Given data section start
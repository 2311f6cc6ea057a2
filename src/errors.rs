//! Typed error hierarchy for the conveyor orchestrator.
//!
//! Two top-level types cover the two failure planes:
//! - `PipelineError` — run-level failures that terminate the pipeline
//! - `HaltReason` — deliberate stop-condition outcomes, recoverable by
//!   caller action (fix inputs, re-run)
//!
//! A `HaltReason` is not an error in the `Result` sense: it is recorded on
//! the run and surfaced through the summary. `PipelineError::StageHalt`
//! wraps one when the CLI needs a non-zero exit.

use serde::{Deserialize, Serialize};
use thiserror::Error;

use crate::artifact::ArtifactKind;

/// Why a stop condition fired for a stage.
#[derive(Debug, Clone, PartialEq, Serialize, Deserialize)]
pub enum HaltReason {
    /// Architecture analysis flagged a fundamental, unresolvable design issue.
    DesignIssue(String),
    /// Simplification flagged a major rewrite that the caller must approve.
    RewriteRequired(String),
    /// Verification found at least one blocking issue (missing artifact,
    /// symbol, or dependency).
    BlockingFindings(Vec<String>),
    /// The implementation loop reached its iteration cap without the
    /// terminal check succeeding.
    BudgetExhausted {
        iterations: u32,
        tests_passed: bool,
        check_passed: bool,
    },
    /// The delegated task itself could not be invoked or crashed.
    InvocationFailed(String),
}

impl std::fmt::Display for HaltReason {
    fn fmt(&self, f: &mut std::fmt::Formatter<'_>) -> std::fmt::Result {
        match self {
            HaltReason::DesignIssue(msg) => write!(f, "fundamental design issue: {}", msg),
            HaltReason::RewriteRequired(msg) => write!(f, "major rewrite required: {}", msg),
            HaltReason::BlockingFindings(issues) => {
                write!(
                    f,
                    "{} blocking finding(s): {}",
                    issues.len(),
                    issues.join("; ")
                )
            }
            HaltReason::BudgetExhausted {
                iterations,
                tests_passed,
                check_passed,
            } => write!(
                f,
                "iteration budget exhausted after {} iteration(s) (tests passed: {}, check passed: {})",
                iterations, tests_passed, check_passed
            ),
            HaltReason::InvocationFailed(msg) => write!(f, "invocation failed: {}", msg),
        }
    }
}

/// Run-terminating failures.
#[derive(Debug, Error)]
pub enum PipelineError {
    /// A stage's declared input artifact kind is missing from the store.
    /// This is a defect in pipeline wiring, not in the work itself, and is
    /// fatal to the run — distinct from a normal halt.
    #[error("contract violation at stage {stage}: missing input artifact(s) {missing:?}")]
    ContractViolation {
        stage: String,
        missing: Vec<ArtifactKind>,
    },

    /// A stop condition fired; the run transitioned to stopped_at_stage_N.
    #[error("stage {stage} halted the run: {reason}")]
    StageHalt { stage: String, reason: HaltReason },

    /// The bounded implementation loop reached its cap without success.
    #[error("delegation exhausted at stage {stage} after {iterations} iteration(s)")]
    DelegationExhausted { stage: String, iterations: u32 },

    /// The delegated task could not be invoked (unavailable, crashed).
    /// Treated as stage `fail`; the run halts and is not retried.
    #[error("failed to invoke delegated task for stage {stage}: {message}")]
    InvocationFailure { stage: String, message: String },

    /// A stage attempted to overwrite an artifact kind owned by another
    /// stage within the same run.
    #[error("stage {stage} attempted to overwrite {kind} produced by stage {owner}")]
    ArtifactOwnership {
        stage: String,
        kind: ArtifactKind,
        owner: String,
    },

    #[error("failed to write artifact at {path}: {source}")]
    ArtifactWriteFailed {
        path: std::path::PathBuf,
        #[source]
        source: std::io::Error,
    },

    #[error("specification not found at {path}")]
    SpecNotFound { path: std::path::PathBuf },

    #[error(transparent)]
    Other(#[from] anyhow::Error),
}

impl PipelineError {
    /// Whether this failure is a pipeline-wiring defect rather than a
    /// normal halt. Contract violations are never recoverable by re-running
    /// with fixed inputs alone.
    pub fn is_contract_violation(&self) -> bool {
        matches!(self, PipelineError::ContractViolation { .. })
    }
}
Given data section end
Your task is to repeat the entries exactly.

Answer box:
repository 2311f6cc6ea057a2
filename src/errors.rs
//! Typed error hierarchy for the conveyor orchestrator.
//!
//! Two top-level types cover the two failure planes:
//! - `PipelineError` — run-level failures that terminate the pipeline
//! - `HaltReason` — deliberate stop-condition outcomes, recoverable by
//!   caller action (fix inputs, re-run)
//!
//! A `HaltReason` is not an error in the `Result` sense: it is recorded on
//! the run and surfaced through the summary. `PipelineError::StageHalt`
//! wraps one when the CLI needs a non-zero exit.

use serde::{Deserialize, Serialize};
use thiserror::Error;

use crate::artifact::ArtifactKind;

/// Why a stop condition fired for a stage.
#[derive(Debug, Clone, PartialEq, Serialize, Deserialize)]
pub enum HaltReason {
    /// Architecture analysis flagged a fundamental, unresolvable design issue.
    DesignIssue(String),
    /// Simplification flagged a major rewrite that the caller must approve.
    RewriteRequired(String),
    /// Verification found at least one blocking issue (missing artifact,
    /// symbol, or dependency).
    BlockingFindings(Vec<String>),
    /// The implementation loop reached its iteration cap without the
    /// terminal check succeeding.
    BudgetExhausted {
        iterations: u32,
        tests_passed: bool,
        check_passed: bool,
    },
    /// The delegated task itself could not be invoked or crashed.
    InvocationFailed(String),
}

impl std::fmt::Display for HaltReason {
    fn fmt(&self, f: &mut std::fmt::Formatter<'_>) -> std::fmt::Result {
        match self {
            HaltReason::DesignIssue(msg) => write!(f, "fundamental design issue: {}", msg),
            HaltReason::RewriteRequired(msg) => write!(f, "major rewrite required: {}", msg),
            HaltReason::BlockingFindings(issues) => {
                write!(
                    f,
                    "{} blocking finding(s): {}",
                    issues.len(),
                    issues.join("; ")
                )
            }
            HaltReason::BudgetExhausted {
                iterations,
                tests_passed,
                check_passed,
            } => write!(
                f,
                "iteration budget exhausted after {} iteration(s) (tests passed: {}, check passed: {})",
                iterations, tests_passed, check_passed
            ),
            HaltReason::InvocationFailed(msg) => write!(f, "invocation failed: {}", msg),
        }
    }
}

/// Run-terminating failures.
#[derive(Debug, Error)]
pub enum PipelineError {
    /// A stage's declared input artifact kind is missing from the store.
    /// This is a defect in pipeline wiring, not in the work itself, and is
    /// fatal to the run — distinct from a normal halt.
    #[error("contract violation at stage {stage}: missing input artifact(s) {missing:?}")]
    ContractViolation {
        stage: String,
        missing: Vec<ArtifactKind>,
    },

    /// A stop condition fired; the run transitioned to stopped_at_stage_N.
    #[error("stage {stage} halted the run: {reason}")]
    StageHalt { stage: String, reason: HaltReason },

    /// The bounded implementation loop reached its cap without success.
    #[error("delegation exhausted at stage {stage} after {iterations} iteration(s)")]
    DelegationExhausted { stage: String, iterations: u32 },

    /// The delegated task could not be invoked (unavailable, crashed).
    /// Treated as stage `fail`; the run halts and is not retried.
    #[error("failed to invoke delegated task for stage {stage}: {message}")]
    InvocationFailure { stage: String, message: String },

    /// A stage attempted to overwrite an artifact kind owned by another
    /// stage within the same run.
    #[error("stage {stage} attempted to overwrite {kind} produced by stage {owner}")]
    ArtifactOwnership {
        stage: String,
        kind: ArtifactKind,
        owner: String,
    },

    #[error("failed to write artifact at {path}: {source}")]
    ArtifactWriteFailed {
        path: std::path::PathBuf,
        #[source]
        source: std::io::Error,
    },

    #[error("specification not found at {path}")]
    SpecNotFound { path: std::path::PathBuf },

    #[error(transparent)]
    Other(#[from] anyhow::Error),
}

impl PipelineError {
    /// Whether this failure is a pipeline-wiring defect rather than a
    /// normal halt. Contract violations are never recoverable by re-running
    /// with fixed inputs alone.
    pub fn is_contract_violation(&self) -> bool {
        matches!(self, PipelineError::ContractViolation { .. })
    }
}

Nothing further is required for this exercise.